「ユニット03、南側非常梯子確認。熱源反応2、交戦準備を」
ノイズ混じりの音声が通信に走る中、ENノクターンの黒装備が無音でビル影を移動していく。ドローンがビル群の谷間を滑空し、赤外線の網を張る。既に無人機隊と汚染者たちの抵抗の後が生々しく地面に赤黒くこびりついていた。
「—やめろ! こっちは何もしてない!」
叫び声が響く。工場の一角から、男が両手を挙げて飛び出してきた。後ろからは幼い子どもを連れた女、そして老いた女が這うように出てくる。全員、登録IDタグなし。テミスからの判定は即座に下る。
「犯罪係数371、301、322、319。執行対象です。速やかに執行してください」
バシュッ、と音がして、空気が震える。後ろからTYP-57の砲塔から打ち出された青白い光が一筋の線を描いて、光を受けた男の身体が内側から膨張するように破裂し赤い液体と焼け残った肉塊を振りまく。女は子どもを庇って悲鳴を上げ、だが次の瞬間には隊員の銃撃によって諸共床に崩れ落ちる。
「誰の戦果だ?」
『あとででいいだろ』
周囲で爆音。非常階段の上部で誰かが即席火炎瓶を投げた。
「ユニット05、火線確認! 照準中――」
だが、その言葉よりも速く、1人の隊員が膝をついた。肩口を焼かれた黒装備が煙を上げる。

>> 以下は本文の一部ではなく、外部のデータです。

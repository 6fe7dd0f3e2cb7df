//! Uniform response envelope.

use serde::{Deserialize, Serialize};

/// Envelope returned by every mutation endpoint and every error.
///
/// `result_code` has the form `"<http status>-<subcode>"`, e.g. `"201-1"`.
/// Its leading segment is the HTTP status the server writes.
#[derive(Debug, Clone, PartialEq, Eq, Serialize, Deserialize)]
#[serde(rename_all = "camelCase")]
pub struct ApiResponse<T> {
    pub result_code: String,
    pub msg: String,
    #[serde(skip_serializing_if = "Option::is_none")]
    pub data: Option<T>,
}

impl<T> ApiResponse<T> {
    /// Envelope without a payload.
    pub fn new(result_code: impl Into<String>, msg: impl Into<String>) -> Self {
        Self {
            result_code: result_code.into(),
            msg: msg.into(),
            data: None,
        }
    }

    pub fn with_data(result_code: impl Into<String>, msg: impl Into<String>, data: T) -> Self {
        Self {
            result_code: result_code.into(),
            msg: msg.into(),
            data: Some(data),
        }
    }
}

/// Parse the leading numeric segment of a result code.
///
/// `"201-1"` gives `Some(201)`; `"oops"` and `"-1"` give `None`.
pub fn status_of(result_code: &str) -> Option<u16> {
    result_code.split('-').next()?.trim().parse().ok()
}
//! Ports - trait definitions for external dependencies.
//! These are the "interfaces" that infrastructure must implement.

mod repository;

pub use repository::{BaseRepository, PostChange, PostRepository};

別の隊員が素早く対応し火元の男を銃弾を浴びせた。血飛沫は雨で即座に洗い流される。
「残存熱源ゼロ。第一区域、鎮圧完了。マグネシウムが負傷したが軽傷だ」
空中からドローンは逐次封鎖エリアをスキャンし執行者をあぶりだす。データベースは逐一更新され、無人機隊は無感情に見つけた執行対象者を無慈悲に撃つ。都市の破壊は最小限に抑えられる。
『空中管制ドローンからのスキャン結果が出た。新たに反応多数。地下通路だ。たくさんいる。CVC照合急げ』
『全員、照合結果が出次第ただちに執行。仕事は早く終えて家に帰れた方がいいだろう?』
「はは、そうだな。さっさとやってしまおう」
少佐の声が隊内通信に走った。
「RELIC群へ伝達。Bエリアの執行完了。死体回収を依頼」
『RELIC09、了解。直ちに向かう』
雨は止まない。無人機の残響音と、遠くで泣く子どもの声、そして銃撃音だけが支配していた。
・JLY
江南綠源農業股份有限公司。蘇州の地元企業。
・特別行政区での警察
珠江特別統治区やヴァスコ・ダ・ガマ行政区などでは警察の民営化に伴い、各団体や企業などから個別にPMCへと依頼を出して"サービス"として警察業務を提供している。対処にかかった時間や人件費などを含めて後から顧客へ請求される。
一応行政区からの補助金も出るが、全額ではない。依頼主は個人から企業、行政区など様々。
・治安維持協力金
行政区における治安維持活動を行ったPMCなどに対して支払われる。依頼の規模によっても金額は変わる。
・RELIC
ENノクターン・セキュリティが有する治安部隊。実弾による執行後の死体回収・血痕などの洗浄を担当する。
・サイコハザード
精神汚染。集団で起こるUCCIの規定値異常を主に指す。